Finding the MLE of $P(x\leq y)$

I have a similar question to the one posted here: Maximum likelihood estimator of $P(X < y)$ for fixed $y$. However, the answer here seems quite vague and I can't seem to get any conclusions from it.

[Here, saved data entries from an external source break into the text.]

use crate::{
    admin::{self, SettingsField, TestPanel},
    config::BrandingCfg,
    events::{FormItem, Screen, form_items},
    input, layout, modal,
    refund::{FieldKey, RefundMethod},
    shortcuts::{Shortcuts, format_keys},
    submission::SubmissionState,
};

use super::App;

/// 処理期間の案内。
const PROCESSING_NOTICE: &str = "Please note that refunds may take up to 30 business days to process. \
Processing times may vary depending on your selected refund method and banking institution.";

/// 規約同意の文言。
const TERMS_TEXT: &str = "I agree to the Terms and Conditions and understand that this refund \
request will be processed according to company policy.";

/// フォーカス行の強調スタイル。
fn focus_style() -> Style {
    Style::default()
        .bg(Color::Rgb(255, 140, 0)) // オレンジ色の背景
        .fg(Color::Black)
        .add_modifier(Modifier::BOLD)
}

/// 画面全体のレイアウトを描画する。
pub fn draw(f: &mut Frame, app: &App) {
    let main_layout = layout::create_main_layout(f.area());

    draw_header(f, main_layout.header, &app.cfg.branding);

    match app.ui.screen {
        Screen::Form => draw_form(f, main_layout.body, app),
        Screen::Admin => draw_admin(f, main_layout.body, app),
    }

    let help_bar = Paragraph::new(help_text(app))
        .block(Block::default().borders(Borders::ALL).title("HELP"))
        .wrap(Wrap { trim: true });
    f.render_widget(help_bar, main_layout.help_bar);

    f.render_widget(build_status_bar(app), main_layout.status_bar);

    // 成功後は結果モーダルを重ねる。
    if app.ui.screen == Screen::Form
        && let Some(receipt) = app.session.receipt()
    {
        let sc = &app.shortcuts.modal;
        let help = format!(
            "{}: download receipt | {}: close",
            format_keys(&sc.download),
            format_keys(&sc.close)
        );
        modal::render_result_modal(f, &receipt, &help);
    }

    if let Some(input_state) = &app.input_box {
        let sc = &app.shortcuts.input_box;
        let help = format!(
            "{}=確定 | {}=キャンセル | {}=クリア",
            format_keys(&sc.confirm),
            format_keys(&sc.cancel),
            format_keys(&sc.clear_line)
        );
        input::render_input_box(f, input_state, &help);
    }
}
//! 返金申請フォームの値オブジェクトとフィールド定義。

pub mod methods;
pub mod validate;

use std::fmt;

pub use methods::{FieldDef, InputKind, method_fields};
pub use validate::{ValidationErrors, validate};

/// 返金の受け取り方法。
#[derive(Clone, Copy, Debug, PartialEq, Eq, Hash)]
pub enum RefundMethod {
    /// PayPal送金。
    PayPal,
    /// Venmo送金。
    Venmo,
    /// 小切手の郵送。
    Check,
}

impl RefundMethod {
    /// 選択肢として並べる順序。
    pub const ALL: [RefundMethod; 3] = [
        RefundMethod::PayPal,
        RefundMethod::Venmo,
        RefundMethod::Check,
    ];

    /// 内部トークン（`paypal` など）。ログに使う。
    pub fn token(self) -> &'static str {
        match self {
            RefundMethod::PayPal => "paypal",
            RefundMethod::Venmo => "venmo",
            RefundMethod::Check => "check",
        }
    }

    /// 人が読むためのラベル。メール本文にはこちらを使う。
    pub fn label(self) -> &'static str {
        match self {
            RefundMethod::PayPal => "PayPal",
            RefundMethod::Venmo => "Venmo",
            RefundMethod::Check => "Company Check",
        }
    }

    /// 処理期間の目安。
    pub fn description(self) -> &'static str {
        match self {
            RefundMethod::PayPal => "Fastest processing time (3-5 business days)",
            RefundMethod::Venmo => "Quick transfer (3-7 business days)",
            RefundMethod::Check => "Traditional method (10-15 business days)",
        }
    }

    /// 選択肢を循環させる（未選択なら先頭）。
    pub fn cycle(current: Option<Self>, forward: bool) -> Self {
        let len = Self::ALL.len();
        let Some(cur) = current else {
            return if forward { Self::ALL[0] } else { Self::ALL[len - 1] };
        };
        let idx = Self::ALL.iter().position(|m| *m == cur).unwrap_or(0);
        let next = if forward { (idx + 1) % len } else { (idx + len - 1) % len };
        Self::ALL[next]
    }
}

impl fmt::Display for RefundMethod {
    fn fmt(&self, f: &mut fmt::Formatter<'_>) -> fmt::Result {
        f.write_str(self.label())
    }
}

/// フォーム上のフィールド識別子。
#[derive(Clone, Copy, Debug, PartialEq, Eq, PartialOrd, Ord, Hash)]
pub enum FieldKey {
    FullName,
    BookingNumber,
    Email,
    Phone,
    Reason,
    RefundMethod,
    PaypalName,
    PaypalEmail,
    VenmoName,
    VenmoHandle,
    MailingAddress,
    City,
    State,
    ZipCode,
    Signature,
    AgreeToTerms,
}

impl FieldKey {
    /// 本人情報の4項目（表示順）。
    pub const IDENTITY: [FieldKey; 4] = [
        FieldKey::FullName,
        FieldKey::BookingNumber,
        FieldKey::Email,
        FieldKey::Phone,
    ];

    /// エラーマップなどで使うフィールド名。
    pub fn as_str(self) -> &'static str {
        match self {
            FieldKey::FullName => "fullName",
            FieldKey::BookingNumber => "bookingNumber",
            FieldKey::Email => "email",
            FieldKey::Phone => "phone",
            FieldKey::Reason => "reason",
            FieldKey::RefundMethod => "refundMethod",
            FieldKey::PaypalName => "paypalName",
            FieldKey::PaypalEmail => "paypalEmail",
            FieldKey::VenmoName => "venmoName",
            FieldKey::VenmoHandle => "venmoHandle",
            FieldKey::MailingAddress => "mailingAddress",
            FieldKey::City => "city",
            FieldKey::State => "state",
            FieldKey::ZipCode => "zipCode",
            FieldKey::Signature => "signature",
            FieldKey::AgreeToTerms => "agreeToTerms",
        }
    }

    /// 画面表示用のラベル。
    pub fn label(self) -> &'static str {
        match self {
            FieldKey::FullName => "Full Name",
            FieldKey::BookingNumber => "Booking Number",
            FieldKey::Email => "Email Address",
            FieldKey::Phone => "Phone Number",
            FieldKey::Reason => "Reason for Refund Request",
            FieldKey::RefundMethod => "Preferred Refund Method",
            FieldKey::Signature => "Digital Signature",
            FieldKey::AgreeToTerms => "Terms and Conditions",
            // 支払い方法ごとの項目はフィールドモデル側のラベルを使う。
            other => methods::find_def(other).map(|d| d.label).unwrap_or(other.as_str()),
        }
    }

    /// 入力欄のプレースホルダ。
    pub fn placeholder(self) -> &'static str {
        match self {
            FieldKey::FullName => "Enter your full name",
            FieldKey::BookingNumber => "e.g., SG-123456789",
            FieldKey::Email => "your.email@example.com",
            FieldKey::Phone => "(555) 123-4567",
            FieldKey::Reason => "Please explain the reason for your refund request in detail...",
            other => methods::find_def(other).map(|d| d.placeholder).unwrap_or(""),
        }
    }
}

impl fmt::Display for FieldKey {
    fn fmt(&self, f: &mut fmt::Formatter<'_>) -> fmt::Result {
        f.write_str(self.as_str())
    }
}

/// 返金申請フォームの入力値。
#[derive(Clone, Debug, Default, PartialEq, Eq)]
pub struct RefundRequest {
    /// 氏名。
    pub full_name: String,
    /// 予約番号。
    pub booking_number: String,
    /// 連絡先メールアドレス。
    pub email: String,
    /// 電話番号。
    pub phone: String,
    /// 返金理由。
    pub reason: String,
    /// 受け取り方法（未選択はNone）。
    pub refund_method: Option<RefundMethod>,
    /// PayPalアカウント名義。
    pub paypal_name: String,
    /// PayPal登録メールアドレス。
    pub paypal_email: String,
    /// Venmoアカウント名義。
    pub venmo_name: String,
    /// Venmoユーザー名。
    pub venmo_handle: String,
    /// 小切手の送付先住所。
    pub mailing_address: String,
    pub city: String,
    pub state: String,
    pub zip_code: String,
    /// 署名画像（data URI）。未署名は空文字。
    pub signature: String,
    /// 規約への同意。
    pub agree_to_terms: bool,
}

impl RefundRequest {
    /// テキスト項目の現在値を返す（テキスト以外はNone）。
    pub fn text(&self, key: FieldKey) -> Option<&str> {
        let v = match key {
            FieldKey::FullName => &self.full_name,
            FieldKey::BookingNumber => &self.booking_number,
            FieldKey::Email => &self.email,
            FieldKey::Phone => &self.phone,
            FieldKey::Reason => &self.reason,
            FieldKey::PaypalName => &self.paypal_name,
            FieldKey::PaypalEmail => &self.paypal_email,
            FieldKey::VenmoName => &self.venmo_name,
            FieldKey::VenmoHandle => &self.venmo_handle,
            FieldKey::MailingAddress => &self.mailing_address,
            FieldKey::City => &self.city,
            FieldKey::State => &self.state,
            FieldKey::ZipCode => &self.zip_code,
            FieldKey::RefundMethod | FieldKey::Signature | FieldKey::AgreeToTerms => return None,
        };
        Some(v.as_str())
    }

    /// テキスト項目を書き換える。テキスト以外のキーならfalse。
    pub fn set_text(&mut self, key: FieldKey, value: String) -> bool {
        let slot = match key {
            FieldKey::FullName => &mut self.full_name,
            FieldKey::BookingNumber => &mut self.booking_number,
            FieldKey::Email => &mut self.email,
            FieldKey::Phone => &mut self.phone,
            FieldKey::Reason => &mut self.reason,
            FieldKey::PaypalName => &mut self.paypal_name,
            FieldKey::PaypalEmail => &mut self.paypal_email,
            FieldKey::VenmoName => &mut self.venmo_name,
            FieldKey::VenmoHandle => &mut self.venmo_handle,
            FieldKey::MailingAddress => &mut self.mailing_address,
            FieldKey::City => &mut self.city,
            FieldKey::State => &mut self.state,
            FieldKey::ZipCode => &mut self.zip_code,
            FieldKey::RefundMethod | FieldKey::Signature | FieldKey::AgreeToTerms => return false,
        };
        *slot = value;
        true
    }

    /// 署名が入っているか。
    pub fn has_signature(&self) -> bool {
        !self.signature.is_empty()
    }
}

Could someone explain this better or post a solution? thanks

Working with the example in your link, suppose $X_1,...,X_n$ are iid, each with density $$f_X(x;\theta)=(1+\theta)x^\theta,\quad x\in [0,1].$$

We have likelihood $$L(x_1,...,x_n;\theta)=\Pi_i f_X(x_i;\theta)=(1+\theta)^n\Pi_ix_i^\theta.$$

We also have $G(y;\theta)\equiv P(X_i\leq y)=y^{1+\theta }$ for fixed $y\in(0,1)$. We wish to find an MLE for $G(y;\theta).$

Now if the solution is an interior one where the first order condition is met, then you could appeal to the chain rule to obtain first order condition with respect to $G(y;\theta)$:

$$0=\partial_{G(y;\theta)} \log L(x_1,...,x_n;\theta)=\frac{\partial_{\theta} \log L(x_1,...,x_n;\theta)}{\partial_{\theta} G(y;\theta)}.$$

Note $G(y;\theta)$ is monotonically strictly decreasing in $\theta.$ So the FOC here is the same as FOC for an MLE for $\theta$:

$$0=\partial_{\theta} \log L(x_1,...,x_n;\theta)\implies \hat\theta =-\left(\frac{1}{\frac{1}{n}\sum_i\log x_i}+1\right),$$

giving an MLE for $G(y;\theta)$ of $G(y;\hat\theta)$.